_PROBLEM TO SOLVE_
Lines with the word "PathBuf" in them are the ones to copy from the records.

_Collected data_
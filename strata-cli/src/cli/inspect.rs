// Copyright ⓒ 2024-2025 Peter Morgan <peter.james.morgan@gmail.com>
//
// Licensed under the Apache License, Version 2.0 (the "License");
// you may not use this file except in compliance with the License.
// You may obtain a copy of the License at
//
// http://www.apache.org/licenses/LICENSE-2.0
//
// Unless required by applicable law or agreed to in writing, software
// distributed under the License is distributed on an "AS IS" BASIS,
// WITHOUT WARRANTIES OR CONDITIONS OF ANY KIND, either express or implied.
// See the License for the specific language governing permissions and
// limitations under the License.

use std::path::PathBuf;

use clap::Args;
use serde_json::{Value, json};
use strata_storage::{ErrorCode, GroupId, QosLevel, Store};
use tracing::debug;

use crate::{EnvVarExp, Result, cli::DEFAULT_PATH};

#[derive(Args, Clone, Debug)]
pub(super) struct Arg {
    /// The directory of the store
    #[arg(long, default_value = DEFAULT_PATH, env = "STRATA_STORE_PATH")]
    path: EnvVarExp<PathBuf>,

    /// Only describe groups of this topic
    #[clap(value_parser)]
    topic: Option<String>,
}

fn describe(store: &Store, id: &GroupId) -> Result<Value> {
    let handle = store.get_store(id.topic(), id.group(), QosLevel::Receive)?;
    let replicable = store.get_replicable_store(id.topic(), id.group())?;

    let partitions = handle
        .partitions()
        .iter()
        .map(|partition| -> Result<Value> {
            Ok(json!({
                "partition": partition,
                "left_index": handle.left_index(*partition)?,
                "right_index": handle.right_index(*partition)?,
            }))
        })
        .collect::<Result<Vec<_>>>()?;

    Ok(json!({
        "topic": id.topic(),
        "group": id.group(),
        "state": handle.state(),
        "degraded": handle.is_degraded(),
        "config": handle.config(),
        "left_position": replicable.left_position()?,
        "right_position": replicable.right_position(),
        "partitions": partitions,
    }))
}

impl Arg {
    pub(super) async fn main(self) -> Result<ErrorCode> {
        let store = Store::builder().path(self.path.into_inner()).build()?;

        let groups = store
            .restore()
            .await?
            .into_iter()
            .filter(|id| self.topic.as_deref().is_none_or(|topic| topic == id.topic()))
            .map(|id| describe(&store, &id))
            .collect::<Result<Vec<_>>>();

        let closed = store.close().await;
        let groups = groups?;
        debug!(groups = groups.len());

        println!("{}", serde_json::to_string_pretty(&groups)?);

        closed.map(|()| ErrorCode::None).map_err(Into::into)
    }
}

_ANSWER BOX_
use std::path::PathBuf;
    path: EnvVarExp<PathBuf>,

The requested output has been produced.